Create a LOV for the default value of an analytical driver of type Manual Input Date

This note is useful when using an analytical driver of type Date with an input of type Manual. In the case you want to use a particular date as default value for that driver, you have to use this syntax for the LOV: select ‘2017-09-10#yyyy-MM-dd’ as fixed_date. Instead of the fixed date 2017-09-10 you can also use as default date the today date for example; in this case you can use a query of this type: select concat(to_date(now()) ,’#yyyy-MM-dd’) as today. The most important thing is to concat to the default date you want to use the string #yyyy-MM-dd.

Note

Create a LOV for the default value of an analytical driver with a hierarchical LOV

In case you want to add a default value to an analytical driver with an input of type hierarchical LOV you need to use another hierarchical LOV with the default values desired. If the analytical driver LOV is of type Tree then the default LOV need to be of type Tree too. The LOV need to have values for the leaf level only. Otherwise, if the analytical driver LOV is of type Tree selectable inner nodes the default LOV need to be of the same type.
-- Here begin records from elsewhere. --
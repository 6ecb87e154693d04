/// Texture filtering, applied as a texture parameter whenever a texture is (re)created.
#[derive(Debug, Clone, Copy, PartialEq, Eq, Hash, Default)]
pub enum SamplerType {
    ///Nearest-neighbor sampling.  Crisp pixels when scaled.
    #[default]
    Nearest,
    ///Bilinear filtering.
    Linear,
}

/// Addressing outside `[0, 1]`.
#[derive(Debug, Clone, Copy, PartialEq, Eq, Hash, Default)]
pub enum WrapMode {
    #[default]
    ClampToEdge,
    Repeat,
}
impl GpuContext for WgpuContext {
    fn extensions(&self) -> &str {
        EXTENSIONS
    }

    fn max_texture_size(&self) -> u32 {
        self.max_texture_size
    }

    fn create_texture(&mut self) -> Result<TextureHandle, GpuError> {
        self.check_lost()?;
        let handle = TextureHandle::new(self.next_name).ok_or(GpuError::OutOfMemory)?;
        self.next_name = self.next_name.checked_add(1).ok_or(GpuError::OutOfMemory)?;
        self.textures.insert(
            handle,
            TextureRecord {
                texture: None,
                width: 0,
                height: 0,
                format: None,
                sampler: SamplerType::default(),
                wrap: WrapMode::default(),
            },
        );
        Ok(handle)
    }

    fn delete_texture(&mut self, texture: TextureHandle) {
        if let Some(record) = self.textures.remove(&texture) {
            if let Some(gpu_texture) = record.texture {
                gpu_texture.destroy();
            }
            if self.bound == Some(texture) {
                self.bound = None;
            }
        }
    }

    fn bind_texture(&mut self, texture: TextureHandle) -> Result<(), GpuError> {
        self.check_lost()?;
        if !self.textures.contains_key(&texture) {
            return Err(GpuError::InvalidHandle(texture));
        }
        self.bound = Some(texture);
        Ok(())
    }

    fn set_texture_parameters(&mut self, sampler: SamplerType, wrap: WrapMode) -> Result<(), GpuError> {
        self.check_lost()?;
        let handle = self.bound.ok_or(GpuError::NoTextureBound)?;
        let record = self
            .textures
            .get_mut(&handle)
            .ok_or(GpuError::InvalidHandle(handle))?;
        record.sampler = sampler;
        record.wrap = wrap;
        Ok(())
    }

    fn upload_texture(
        &mut self,
        width: u32,
        height: u32,
        format: UploadFormat,
        data: Option<&[u8]>,
    ) -> Result<(), GpuError> {
        self.check_lost()?;
        if width == 0 || height == 0 || width > self.max_texture_size || height > self.max_texture_size {
            return Err(GpuError::InvalidDimensions { width, height });
        }
        let (handle, _) = self.bound_record()?;
        let rgba = match data {
            Some(data) => {
                if data.len() != width as usize * height as usize * format.bytes_per_texel() as usize {
                    return Err(GpuError::InvalidValue("data length"));
                }
                Some(
                    format
                        .expand_to_rgba8(data)
                        .ok_or(GpuError::Unsupported("upload format"))?,
                )
            }
            None => None,
        };
        let gpu_texture = self.scoped(|device, queue| {
            let gpu_texture = device.create_texture(&wgpu::TextureDescriptor {
                label: Some("texture_buffers texture"),
                size: wgpu::Extent3d {
                    width,
                    height,
                    depth_or_array_layers: 1,
                },
                mip_level_count: 1,
                sample_count: 1,
                dimension: wgpu::TextureDimension::D2,
                format: wgpu::TextureFormat::Rgba8Unorm,
                usage: wgpu::TextureUsages::TEXTURE_BINDING
                    | wgpu::TextureUsages::COPY_DST
                    | wgpu::TextureUsages::COPY_SRC,
                view_formats: &[],
            });
            if let Some(rgba) = &rgba {
                Self::write_region(queue, &gpu_texture, 0, 0, width, height, rgba);
            }
            gpu_texture
        })?;
        if let Some(record) = self.textures.get_mut(&handle) {
            if let Some(old) = record.texture.replace(gpu_texture) {
                old.destroy();
            }
            record.width = width;
            record.height = height;
            record.format = Some(format);
        }
        Ok(())
    }

    fn upload_subregion(
        &mut self,
        x: u32,
        y: u32,
        width: u32,
        height: u32,
        format: UploadFormat,
        data: &[u8],
    ) -> Result<(), GpuError> {
        self.check_lost()?;
        let (_, record) = self.bound_record()?;
        if record.format != Some(format) {
            return Err(GpuError::InvalidValue("format does not match texture storage"));
        }
        if x as u64 + width as u64 > record.width as u64 || y as u64 + height as u64 > record.height as u64 {
            return Err(GpuError::InvalidValue("subregion outside texture"));
        }
        if data.len() != width as usize * height as usize * format.bytes_per_texel() as usize {
            return Err(GpuError::InvalidValue("data length"));
        }
        let gpu_texture = record
            .texture
            .as_ref()
            .ok_or(GpuError::InvalidValue("texture has no storage"))?;
        let rgba = format
            .expand_to_rgba8(data)
            .ok_or(GpuError::Unsupported("upload format"))?;
        self.scoped(|_, queue| Self::write_region(queue, gpu_texture, x, y, width, height, &rgba))
    }

    fn upload_compressed(
        &mut self,
        _width: u32,
        _height: u32,
        _palette: PaletteLayout,
        _data: &[u8],
    ) -> Result<(), GpuError> {
        Err(GpuError::Unsupported("compressed paletted textures"))
    }

    fn draw_triangle_strip(&mut self, vertices: &[QuadVertex; 4]) -> Result<(), GpuError> {
        self.check_lost()?;
        let target = self
            .target
            .as_ref()
            .ok_or(GpuError::InvalidValue("no render target"))?;
        let (width, height) = (target.width.max(1) as f32, target.height.max(1) as f32);
        let clip = vertices.map(|vertex| QuadVertex {
            position: [
                vertex.position[0] / width * 2.0 - 1.0,
                1.0 - vertex.position[1] / height * 2.0,
            ],
            tex_coord: vertex.tex_coord,
        });
        self.draw_vertices(&clip)
    }
}
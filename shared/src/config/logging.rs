//! Log output settings

use serde::{Deserialize, Serialize};

/// Settings for the tracing subscriber installed by the `otp` binary
#[derive(Debug, Clone, Deserialize, Serialize)]
#[serde(default)]
pub struct LoggingConfig {
    /// Filter directive used when `RUST_LOG` is unset (`info`, `otp_core=debug`)
    pub level: String,
    pub format: LogFormat,
    /// ANSI colours
    pub colored: bool,
    /// Include file and line of each event
    pub source_location: bool,
}

impl Default for LoggingConfig {
    fn default() -> Self {
        Self {
            level: String::from("info"),
            format: LogFormat::Pretty,
            colored: true,
            source_location: false,
        }
    }
}

/// Output format of log lines
#[derive(Debug, Clone, Copy, PartialEq, Eq, Deserialize, Serialize)]
#[serde(rename_all = "lowercase")]
pub enum LogFormat {
    Json,
    Pretty,
    Compact,
}
//! OTP facade: generate, deliver and verify

use std::sync::Arc;

use otp_shared::email;

use crate::errors::{DomainError, DomainResult};
use crate::repositories::OtpRepository;
use crate::services::notification::{IdentityRecipient, Notifiable, OtpNotifier};

use super::config::OtpServiceConfig;
use super::generator::OtpGenerator;
use super::types::SendOtpResult;
use super::validator::OtpValidator;

/// Entry point combining generation, delivery and validation
pub struct OtpService<R: OtpRepository> {
    generator: OtpGenerator<R>,
    validator: OtpValidator<R>,
    notifier: OtpNotifier,
    config: OtpServiceConfig,
}

impl<R: OtpRepository> OtpService<R> {
    pub fn new(repository: Arc<R>, config: OtpServiceConfig, notifier: OtpNotifier) -> Self {
        Self {
            generator: OtpGenerator::new(repository.clone(), config.clone()),
            validator: OtpValidator::new(repository),
            notifier,
            config,
        }
    }

    pub fn generator(&self) -> &OtpGenerator<R> {
        &self.generator
    }

    pub fn validator(&self) -> &OtpValidator<R> {
        &self.validator
    }

    /// Generate a code for `identity` and deliver it to `recipient`
    ///
    /// The code stays stored when delivery fails; a later `send` replaces it.
    pub async fn send(
        &self,
        identity: &str,
        recipient: &dyn Notifiable,
    ) -> DomainResult<SendOtpResult> {
        let issued = self.generator.generate(identity).await?;
        let report = self.notifier.notify(recipient, &issued).await?;
        Ok(SendOtpResult { issued, report })
    }

    /// Generate and deliver a code, routing by the identity itself
    ///
    /// Phone identities are stored in E.164 form, so verify with the same form
    /// (see [`OtpService::normalize_identity`]). Addresses at a disposable
    /// provider are rejected before anything is stored.
    pub async fn send_to_identity(&self, identity: &str) -> DomainResult<SendOtpResult> {
        let recipient = IdentityRecipient::parse(identity, &self.config.phone_locale)?;
        if let IdentityRecipient::Email(address) = &recipient {
            self.check_email_provider(address)?;
        }
        let key = Self::identity_key(&recipient);
        self.send(&key, &recipient).await
    }

    /// Canonical storage key for an identity (trimmed email or E.164 number)
    pub fn normalize_identity(&self, identity: &str) -> DomainResult<String> {
        let recipient = IdentityRecipient::parse(identity, &self.config.phone_locale)?;
        Ok(Self::identity_key(&recipient))
    }

    /// Reject email identities whose provider is on the disposable denylist
    ///
    /// Anything that is not an email address passes.
    pub fn check_email_provider(&self, identity: &str) -> DomainResult<()> {
        let identity = identity.trim();
        if email::is_email(identity)
            && !email::validate_email(identity, &self.config.disposable_email_providers)
        {
            return Err(DomainError::Validation {
                message: format!(
                    "Email provider {} is not allowed",
                    email::get_email_provider(identity)
                ),
            });
        }
        Ok(())
    }

    /// Validate and consume a code
    pub async fn verify(&self, identity: &str, code: &str) -> DomainResult<bool> {
        self.validator.validate(identity, code).await
    }

    fn identity_key(recipient: &IdentityRecipient) -> String {
        match recipient {
            IdentityRecipient::Email(address) => address.clone(),
            IdentityRecipient::Phone(number) => number.clone(),
        }
    }
}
The default LOV may have values for one of the level used in the hierarchical LOV. For example, suppose you have an analytical driver with a hierarchical LOV having levels Product Family > Product Category > Product Department. If the hierarchical LOV is of type Tree then in the deafult LOV you need to insert one or more values for the level Product Department. Your default LOV have one level, the Product Department. In case the LOV is of type Tree selectable inner nodes you can choose one of the three levels. Your default LOV have one level between Product Family, Product Category or Product Department.

Parametrizing LOVs

Suppose that you need to retrieve a list of values representing all brand names of your products. Then you can use a Query LOV like in Query LOV example:

Query LOV example
1 SELECT DISTINCT PRODUCT_FAMILY, BRAND_NAME
2 FROM PRODUCT

This is suitable for end users like the general manager who need to see all brands for every product family. Suppose now that another end user is, for example, the food manager. He should not see every brand name, but only those related to the Food product family. This could be done using user’s profile attributes.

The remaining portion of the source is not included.